All the able bodied residents moved more quickly and when the soldier saw Steve, again in the wheel chair and old black woman were headed in the right direction with their caregivers, he walked away.  Darlene held Penny’s hand and joined Steve’s group.  Steve let Millie set the pace leaving them falling farther and farther behind the hundreds of folks gathering at the town hall.  He stopped everyone at the edge of the square as far from the gathering as possible.

Two strutting military men stood on the top steps of the town hall along with Tony and half a dozen civilian.  Tony looked shell shocked.  He stole glances at the Major as if he were looking at a rattlesnake ready to strike.  The other civilians looked no easier at being in the company of the military.

Della leaned down to whisper to Steve. “This doesn’t look good.”

Steve got out of the chair and gentle guided Millie into the wheelchair.  Together the group of six began to ease back from the gathering into the shadow of a big spreading oak.  The soldiers had gravitated toward the front of the gather of nearly three hundred people gathered.

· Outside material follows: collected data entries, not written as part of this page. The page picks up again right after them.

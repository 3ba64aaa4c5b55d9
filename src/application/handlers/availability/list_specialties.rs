//! ListSpecialtiesHandler - distinct treatment names for choice lists.

use std::sync::Arc;

use crate::domain::foundation::DomainError;
use crate::domain::scheduling::distinct_treatment_names;
use crate::ports::CatalogReader;

/// Projection of the catalog down to its treatment names. No filtering.
pub struct ListSpecialtiesHandler {
    catalog: Arc<dyn CatalogReader>,
}

impl ListSpecialtiesHandler {
    pub fn new(catalog: Arc<dyn CatalogReader>) -> Self {
        Self { catalog }
    }

    pub async fn handle(&self) -> Result<Vec<String>, DomainError> {
        let catalog = self.catalog.list_options().await?;
        Ok(distinct_treatment_names(&catalog))
    }
}
//! Routers for the user and token endpoints.

use axum::{
    routing::{get, put},
    Router,
};

use crate::adapters::http::AppState;

use super::handlers::{check_admin, create_user, issue_token, list_users, promote_to_admin};

/// Create the open user router.
///
/// # Routes
/// - `GET /jwt?email=` - issue a token for a known user
/// - `GET /users` - list users
/// - `POST /users` - create a user
/// - `GET /users/admin/:email` - admin check projection
///
/// The admin-check path uses the same `:key` template as the promotion
/// route because the router does not allow differently-named parameters on
/// the same segment; GET reads the segment as an email, PUT as a user id.
pub fn routes() -> Router<AppState> {
    Router::new()
        .route("/jwt", get(issue_token))
        .route("/users", get(list_users).post(create_user))
        .route("/users/admin/:key", get(check_admin))
}

/// Create the session-only user router; the caller layers the auth
/// middleware over it.
///
/// # Routes
/// - `PUT /users/admin/:id` - promote to admin (session + admin role)
pub fn session_routes() -> Router<AppState> {
    Router::new().route("/users/admin/:key", put(promote_to_admin))
}
//! HTTP DTOs for the booking endpoints.

use serde::{Deserialize, Serialize};

use crate::domain::booking::{Booking, NewBooking};
use crate::domain::foundation::BookingId;

/// Query parameters for the user booking list.
#[derive(Debug, Clone, Deserialize)]
pub struct BookingListParams {
    /// Email the list is scoped to; must match the verified identity.
    pub email: String,
}

/// Request body for creating a booking.
#[derive(Debug, Clone, Deserialize)]
pub struct CreateBookingRequest {
    pub email: String,
    #[serde(rename = "appointmentDate")]
    pub appointment_date: String,
    pub treatment: String,
    pub slot: String,
    pub price: f64,
}

impl From<CreateBookingRequest> for NewBooking {
    fn from(request: CreateBookingRequest) -> Self {
        NewBooking {
            email: request.email,
            appointment_date: request.appointment_date,
            treatment: request.treatment,
            slot: request.slot,
            price: request.price,
        }
    }
}

/// Response for a booking creation attempt.
///
/// `acknowledged: false` carries the rejection message for a duplicate;
/// it is a normal 200 response, not an error.
#[derive(Debug, Clone, Serialize)]
pub struct CreateBookingResponse {
    pub acknowledged: bool,
    #[serde(rename = "insertedId", skip_serializing_if = "Option::is_none")]
    pub inserted_id: Option<BookingId>,
    #[serde(skip_serializing_if = "Option::is_none")]
    pub message: Option<String>,
}

impl CreateBookingResponse {
    pub fn created(id: BookingId) -> Self {
        Self {
            acknowledged: true,
            inserted_id: Some(id),
            message: None,
        }
    }

    pub fn rejected(message: String) -> Self {
        Self {
            acknowledged: false,
            inserted_id: None,
            message: Some(message),
        }
    }
}

/// A booking as rendered to clients.
#[derive(Debug, Clone, Serialize)]
pub struct BookingResponse {
    pub id: BookingId,
    pub email: String,
    #[serde(rename = "appointmentDate")]
    pub appointment_date: String,
    pub treatment: String,
    pub slot: String,
    pub price: f64,
}

impl From<Booking> for BookingResponse {
    fn from(booking: Booking) -> Self {
        Self {
            id: booking.id,
            email: booking.email,
            appointment_date: booking.appointment_date,
            treatment: booking.treatment,
            slot: booking.slot,
            price: booking.price,
        }
    }
}
//! User and token endpoints.

pub mod dto;
pub mod handlers;
pub mod routes;

pub use routes::{routes, session_routes};
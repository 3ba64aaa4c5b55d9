//! HTTP handlers for appointment availability.

use axum::extract::{Query, State};
use axum::Json;

use crate::adapters::http::{ApiError, AppState};
use crate::application::handlers::availability::{
    GetAvailabilityHandler, GetAvailabilityQuery, ListSpecialtiesHandler,
};

use super::dto::{AppointmentOptionResponse, AvailabilityParams, SpecialtyResponse};

/// `GET /appointmentOptions?date=...` - remaining slots per treatment.
pub async fn get_appointment_options(
    State(state): State<AppState>,
    Query(params): Query<AvailabilityParams>,
) -> Result<Json<Vec<AppointmentOptionResponse>>, ApiError> {
    let handler = GetAvailabilityHandler::new(state.catalog.clone(), state.bookings.clone());
    let options = handler
        .handle(GetAvailabilityQuery { date: params.date })
        .await?;

    Ok(Json(options.into_iter().map(Into::into).collect()))
}

/// `GET /appointmentSpecialty` - distinct treatment names.
pub async fn get_appointment_specialties(
    State(state): State<AppState>,
) -> Result<Json<Vec<SpecialtyResponse>>, ApiError> {
    let handler = ListSpecialtiesHandler::new(state.catalog.clone());
    let names = handler.handle().await?;

    Ok(Json(
        names
            .into_iter()
            .map(|name| SpecialtyResponse { name })
            .collect(),
    ))
}
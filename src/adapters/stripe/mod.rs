//! Stripe payment adapter.

mod stripe_adapter;

pub use stripe_adapter::{StripeConfig, StripePaymentAdapter};
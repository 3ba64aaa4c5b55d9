//! HTTP handlers for payments.

use axum::extract::State;
use axum::Json;

use crate::adapters::http::{ApiError, AppState};
use crate::application::handlers::payment::{
    CreateDepositIntentCommand, CreateDepositIntentHandler,
};

use super::dto::{CreatePaymentIntentRequest, PaymentIntentResponse};

/// `POST /create-payment-intent` - mint a client secret for a deposit.
pub async fn create_payment_intent(
    State(state): State<AppState>,
    Json(request): Json<CreatePaymentIntentRequest>,
) -> Result<Json<PaymentIntentResponse>, ApiError> {
    let handler = CreateDepositIntentHandler::new(state.payments.clone());
    let intent = handler
        .handle(CreateDepositIntentCommand {
            price: request.price,
        })
        .await?;

    Ok(Json(PaymentIntentResponse {
        client_secret: intent.client_secret,
    }))
}
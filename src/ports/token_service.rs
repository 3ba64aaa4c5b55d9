//! Token lifecycle ports.
//!
//! A token moves through {absent} -> issuance -> {valid, unexpired} ->
//! {expired} | {tampered}. Issuance and verification are separate seams so
//! the HTTP middleware only depends on validation.

use async_trait::async_trait;

use crate::domain::foundation::{AuthError, Identity};

/// Mints signed bearer tokens embedding a single email claim.
pub trait TokenIssuer: Send + Sync {
    /// Signs a token for `email` with the configured expiry.
    ///
    /// The caller is responsible for checking that the email belongs to a
    /// known user before issuing.
    fn issue_token(&self, email: &str) -> Result<String, AuthError>;
}

/// Verifies bearer tokens and extracts the identity claim.
///
/// # Contract
///
/// Implementations must validate the signature against the process-wide
/// signing secret and the expiry claim, returning `AuthError::InvalidAuth`
/// for any token that fails either check.
#[async_trait]
pub trait SessionValidator: Send + Sync {
    /// Validates a raw token (without the "Bearer " prefix).
    async fn validate(&self, token: &str) -> Result<Identity, AuthError>;
}
//! Appointment option catalog entry.

use serde::{Deserialize, Serialize};

use crate::domain::foundation::OptionId;

/// A bookable treatment with its flat list of time slots.
///
/// Owned by the catalog collaborator; the core only reads these. `name` is
/// the join key between bookings and availability (unique in the catalog),
/// and `slots` is an ordered sequence of opaque time labels.
#[derive(Debug, Clone, PartialEq, Serialize, Deserialize)]
pub struct AppointmentOption {
    pub id: OptionId,
    pub name: String,
    pub price: f64,
    pub slots: Vec<String>,
}

impl AppointmentOption {
    /// Returns a copy of this option with `slots` reduced to the labels not
    /// present in `taken`, preserving the catalog's slot ordering.
    pub fn without_slots(&self, taken: &[&str]) -> Self {
        Self {
            slots: self
                .slots
                .iter()
                .filter(|slot| !taken.contains(&slot.as_str()))
                .cloned()
                .collect(),
            ..self.clone()
        }
    }
}
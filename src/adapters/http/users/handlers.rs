//! HTTP handlers for users and token issuance.

use axum::extract::{Path, Query, State};
use axum::Json;

use crate::adapters::http::middleware::RequireAuth;
use crate::adapters::http::{ApiError, AppState};
use crate::application::handlers::user::{
    CheckAdminHandler, CheckAdminQuery, IssueTokenHandler, IssueTokenQuery, ListUsersHandler,
    PromoteToAdminCommand, PromoteToAdminHandler, RegisterUserCommand, RegisterUserHandler,
};
use crate::domain::foundation::UserId;

use super::dto::{
    AdminCheckResponse, CreateUserRequest, PromotionResponse, TokenParams, TokenResponse,
    UserResponse,
};

/// `GET /jwt?email=...` - issue a token for a known user.
pub async fn issue_token(
    State(state): State<AppState>,
    Query(params): Query<TokenParams>,
) -> Result<Json<TokenResponse>, ApiError> {
    let handler = IssueTokenHandler::new(state.users.clone(), state.token_issuer.clone());
    let token = handler
        .handle(IssueTokenQuery {
            email: params.email,
        })
        .await?;

    Ok(Json(TokenResponse {
        access_token: token.unwrap_or_default(),
    }))
}

/// `GET /users` - every registered user.
pub async fn list_users(
    State(state): State<AppState>,
) -> Result<Json<Vec<UserResponse>>, ApiError> {
    let handler = ListUsersHandler::new(state.users.clone());
    let users = handler.handle().await?;

    Ok(Json(users.into_iter().map(Into::into).collect()))
}

/// `POST /users` - store a newly signed-up user.
pub async fn create_user(
    State(state): State<AppState>,
    Json(request): Json<CreateUserRequest>,
) -> Result<Json<UserResponse>, ApiError> {
    let handler = RegisterUserHandler::new(state.users.clone());
    let user = handler
        .handle(RegisterUserCommand {
            candidate: request.into(),
        })
        .await?;

    Ok(Json(user.into()))
}

/// `GET /users/admin/:email` - whether the email belongs to an admin.
pub async fn check_admin(
    State(state): State<AppState>,
    Path(email): Path<String>,
) -> Result<Json<AdminCheckResponse>, ApiError> {
    let handler = CheckAdminHandler::new(state.users.clone());
    let is_admin = handler.handle(CheckAdminQuery { email }).await?;

    Ok(Json(AdminCheckResponse { is_admin }))
}

/// `PUT /users/admin/:id` - promote a user to admin.
///
/// Requires a session whose user record carries the admin role; any other
/// caller gets 403 and the role write never runs.
pub async fn promote_to_admin(
    State(state): State<AppState>,
    RequireAuth(identity): RequireAuth,
    Path(id): Path<UserId>,
) -> Result<Json<PromotionResponse>, ApiError> {
    let handler = PromoteToAdminHandler::new(state.users.clone());
    handler
        .handle(&identity, PromoteToAdminCommand { target: id })
        .await?;

    Ok(Json(PromotionResponse { acknowledged: true }))
}
//! Router for the doctor catalog endpoints.

use axum::{
    routing::{delete, get},
    Router,
};

use crate::adapters::http::AppState;

use super::handlers::{create_doctor, delete_doctor, list_doctors};

/// Create the doctor catalog router.
///
/// # Routes (all require a session with the admin role)
/// - `GET /doctors` - list the catalog
/// - `POST /doctors` - add a doctor
/// - `DELETE /doctors/:id` - remove a doctor
pub fn routes() -> Router<AppState> {
    Router::new()
        .route("/doctors", get(list_doctors).post(create_doctor))
        .route("/doctors/:id", delete(delete_doctor))
}
//! In-memory port implementations.
//!
//! Mutex-guarded vectors standing in for the Postgres adapter in unit and
//! integration tests, honoring the same port contracts (in particular the
//! atomic conditional booking insert).

mod booking_repository;
mod catalog;
mod doctor_repository;
mod user_repository;

pub use booking_repository::InMemoryBookingRepository;
pub use catalog::InMemoryCatalog;
pub use doctor_repository::InMemoryDoctorRepository;
pub use user_repository::InMemoryUserRepository;
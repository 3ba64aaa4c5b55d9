//! Request-level authorization rules.
//!
//! Two independent rules, both evaluated after token verification:
//!
//! - **Owner-match**: operations scoped to a user's own data require the
//!   verified identity's email to equal the requested email.
//! - **Admin**: elevated mutations require the verified identity's user
//!   record to carry the admin role.
//!
//! Both return `Err(Forbidden)` on denial, and callers must treat that as
//! terminal: the guarded read or write must not execute.

use super::{DomainError, Identity};
use crate::domain::user::{Role, User};

/// Owner-match rule: the verified identity must own the requested resource.
///
/// Returns `Forbidden` when the identity's email differs from the email the
/// request is scoped to.
pub fn require_owner(identity: &Identity, email: &str) -> Result<(), DomainError> {
    if identity.owns(email) {
        Ok(())
    } else {
        tracing::warn!(
            identity = %identity.email,
            requested = %email,
            "owner-match rule denied access"
        );
        Err(DomainError::forbidden("Forbidden access"))
    }
}

/// Admin rule: the verified identity's user record must have the admin role.
///
/// `user` is the record looked up for the identity's email; `None` means the
/// identity has no user record at all, which is also a denial.
pub fn require_admin(user: Option<&User>) -> Result<(), DomainError> {
    match user {
        Some(user) if user.role == Role::Admin => Ok(()),
        Some(user) => {
            tracing::warn!(email = %user.email, "admin rule denied access");
            Err(DomainError::forbidden("forbidden access"))
        }
        None => Err(DomainError::forbidden("forbidden access")),
    }
}

#[cfg(test)]
mod tests {
    use super::*;
    use crate::domain::foundation::{ErrorCode, UserId};

    fn user_with_role(role: Role) -> User {
        User {
            id: UserId::new(),
            name: "Test User".to_string(),
            email: "test@example.com".to_string(),
            role,
        }
    }

    #[test]
    fn owner_match_grants_same_email() {
        let identity = Identity::new("a@x.com");
        assert!(require_owner(&identity, "a@x.com").is_ok());
    }

    #[test]
    fn owner_match_denies_other_email() {
        let identity = Identity::new("a@x.com");
        let err = require_owner(&identity, "b@x.com").unwrap_err();
        assert_eq!(err.code, ErrorCode::Forbidden);
    }

    #[test]
    fn admin_rule_grants_admin() {
        let admin = user_with_role(Role::Admin);
        assert!(require_admin(Some(&admin)).is_ok());
    }

    #[test]
    fn admin_rule_denies_patient() {
        let patient = user_with_role(Role::Patient);
        let err = require_admin(Some(&patient)).unwrap_err();
        assert_eq!(err.code, ErrorCode::Forbidden);
    }

    #[test]
    fn admin_rule_denies_unknown_identity() {
        assert!(require_admin(None).is_err());
    }
}
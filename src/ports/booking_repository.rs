//! Booking persistence port.

use async_trait::async_trait;

use crate::domain::booking::Booking;
use crate::domain::foundation::{BookingId, DomainError};

/// Result of a conditional booking insert.
#[derive(Debug, Clone, PartialEq)]
pub enum BookingInsert {
    /// The booking was persisted.
    Inserted,
    /// A booking for the same (email, appointment_date, treatment) triple
    /// already exists; nothing was written.
    Duplicate,
}

/// Persistence for bookings.
///
/// # Contract
///
/// `insert_unique` must be atomic with respect to the uniqueness triple:
/// two concurrent inserts for the same (email, appointment_date, treatment)
/// must yield exactly one `Inserted` and one `Duplicate`. Implementations
/// use a storage-level unique constraint or an equivalent compare-and-swap,
/// never a separate read followed by a write.
#[async_trait]
pub trait BookingRepository: Send + Sync {
    /// Conditionally persists `booking`, honoring the uniqueness triple.
    async fn insert_unique(&self, booking: &Booking) -> Result<BookingInsert, DomainError>;

    /// Single-record lookup; `None` for an unknown id.
    async fn find_by_id(&self, id: &BookingId) -> Result<Option<Booking>, DomainError>;

    /// All bookings held by `email`.
    async fn list_by_email(&self, email: &str) -> Result<Vec<Booking>, DomainError>;

    /// All bookings whose `appointment_date` equals `date` verbatim.
    async fn list_by_date(&self, date: &str) -> Result<Vec<Booking>, DomainError>;
}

The Major stepped up to a portable public address system. “The President of the United States has imposed congressionally authorized martial law for the duration of this crisis. The authorizing act allows the President to suspend habeas corpus throughout the entire United States.

There have been instances of the use of the military law within the borders of the United States, such as during the civil rights crises in the 50’s. As of this enactment, there will be no distinction between martial law and military justice administered by the military and as such takes precedence and all civil courts will cease to function for the duration of this crisis.

Guards will be posted throughout the community, and all assets will be consolidated for appropriate redistribution by the military and to discourage hoarding. The assets to be collected by this order will include all fuel, food stock, liquors, medications, weapons and ammunition to ensure proper distribution.  Military personnel and/or military authorized individuals will take any and all actions to ensure infected individuals do not enter the secure perimeters.

Work details will be established and everyone, I repeat, everyone will be assigned to a work detail.  There will be no exceptions if you don’t work folks, you will not be eating.”

Tony jumped up leaned over and said something at the Major and his Captain.  The big black man’s arm shot out and he slammed a handgun against the side of Tony’s head.

Pandemonium erupted on the front steps of the town hall.  Other members of the city council rushed to Tony’s side.  Soldiers swarmed around the crowd and shots were fired.

“Go now.”  Steve whispered.

The audience either pulled back from the altercation or surged forward to protest.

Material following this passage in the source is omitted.